FIG. 1 is a vertical sectional view of a discharge characteristic control type centrifugal pump to which the present invention is applied.

FIG. 2 is an enlarged vertical cross-sectional view of the pressure responsive valve of FIG.

FIG. 3 is a simplified vertical sectional view of a conventional example.

FIG. 4 is a graph showing the relationship between discharge pressure and water amount.

[Explanation of symbols]

 1 Spindle 4 Pump Casing 5,6 Open Type Impeller 7 Joint 8 Cylinder 9 Piston 11,12 Blades 15,16 Suction Port (Suction Portion) 17 Wall 18 Wall 19 Discharge Port (Discharge Port) 46 Variable Pressure Chamber 50 Pressure Response Valve 54 Aperture

Claims (1)

[Claims] 1. A centrifugal pump, comprising: an impeller whose one axial side is opened in a pump casing, wherein an axial thrust is generated in a direction of closing a clearance on the open side by rotation of the impeller. In a discharge characteristic control type centrifugal pump that controls the discharge characteristic by adjusting the clearance, a main shaft with an impeller fixed is supported by a pump casing so as to be slidable in the axial direction.
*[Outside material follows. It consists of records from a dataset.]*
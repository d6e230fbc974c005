//! OAuth client credentials

use std::fmt;

use base64::Engine;
use base64::engine::general_purpose::STANDARD;
use common::Secret;

/// Client id and secret for the client-credentials grant.
#[derive(Clone, Default)]
pub struct Credentials {
    client_id: String,
    client_secret: Secret<String>,
}

impl Credentials {
    pub fn new(client_id: impl Into<String>, client_secret: impl Into<Secret<String>>) -> Self {
        Self {
            client_id: client_id.into(),
            client_secret: client_secret.into(),
        }
    }

    pub fn client_id(&self) -> &str {
        &self.client_id
    }

    pub fn client_secret(&self) -> &str {
        self.client_secret.expose()
    }

    /// Exact, case-sensitive comparison of both fields.
    pub fn matches(&self, client_id: &str, client_secret: &str) -> bool {
        self.client_id == client_id && self.client_secret.expose() == client_secret
    }

    /// `Authorization` value for the token endpoint:
    /// `Basic base64(client_id:client_secret)`.
    pub fn basic_authorization(&self) -> String {
        let pair = format!("{}:{}", self.client_id, self.client_secret.expose());
        format!("Basic {}", STANDARD.encode(pair))
    }
}

impl PartialEq for Credentials {
    fn eq(&self, other: &Self) -> bool {
        self.matches(&other.client_id, other.client_secret.expose())
    }
}

impl Eq for Credentials {}

impl fmt::Debug for Credentials {
    fn fmt(&self, f: &mut fmt::Formatter<'_>) -> fmt::Result {
        f.debug_struct("Credentials")
            .field("client_id", &self.client_id)
            .field("client_secret", &self.client_secret)
            .finish()
    }
}
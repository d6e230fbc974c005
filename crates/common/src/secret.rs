//! Secret wrapper for sensitive values

use std::fmt;
use zeroize::Zeroize;

/// Sensitive value - redacted in Debug/Display/logs, zeroed on drop
pub struct Secret<T: Zeroize>(T);

impl<T: Zeroize> Secret<T> {
    /// Create a new secret value
    pub fn new(value: T) -> Self {
        Self(value)
    }

    /// Expose the inner value (use sparingly)
    pub fn expose(&self) -> &T {
        &self.0
    }
}

impl Secret<String> {
    /// Whether the wrapped string is empty. Lets callers skip empty
    /// credentials without exposing the value.
    pub fn is_empty(&self) -> bool {
        self.0.is_empty()
    }
}

impl<T: Zeroize> fmt::Debug for Secret<T> {
    fn fmt(&self, f: &mut fmt::Formatter<'_>) -> fmt::Result {
        write!(f, "[REDACTED]")
    }
}

impl<T: Zeroize> fmt::Display for Secret<T> {
    fn fmt(&self, f: &mut fmt::Formatter<'_>) -> fmt::Result {
        write!(f, "[REDACTED]")
    }
}

impl<T: Zeroize> Drop for Secret<T> {
    fn drop(&mut self) {
        self.0.zeroize();
    }
}

impl<T: Zeroize + Clone> Clone for Secret<T> {
    fn clone(&self) -> Self {
        Self(self.0.clone())
    }
}

impl<T: Zeroize + Default> Default for Secret<T> {
    fn default() -> Self {
        Self(T::default())
    }
}

impl From<String> for Secret<String> {
    fn from(value: String) -> Self {
        Self(value)
    }
}

impl From<&str> for Secret<String> {
    fn from(value: &str) -> Self {
        Self(value.to_owned())
    }
}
By connecting the piston so as to be movable, and by fitting the piston in the cylinder so as to be movable in the axial direction, a fluctuating pressure chamber for pressurizing the piston in a direction against the thrust of the impeller is formed,
The inlet of the fluctuating pressure chamber is connected to the pump discharge part via a pressure response valve that adjusts the opening to a large side according to the increase of the pump discharge pressure and introduces discharge water into the fluctuating pressure chamber. Exit
When the discharge pressure is higher than the set value of the pressure-responsive valve by connecting it to the pump suction section via a throttle, the pressure in the fluctuating pressure chamber overcomes the thrust to move the impeller to the gap opening side, and the discharge pressure is set to the set value. A discharge characteristic control type centrifugal pump, characterized in that when it is lower, it is configured to move to the gap closing side by thrust so as to maintain the discharge pressure at a set value.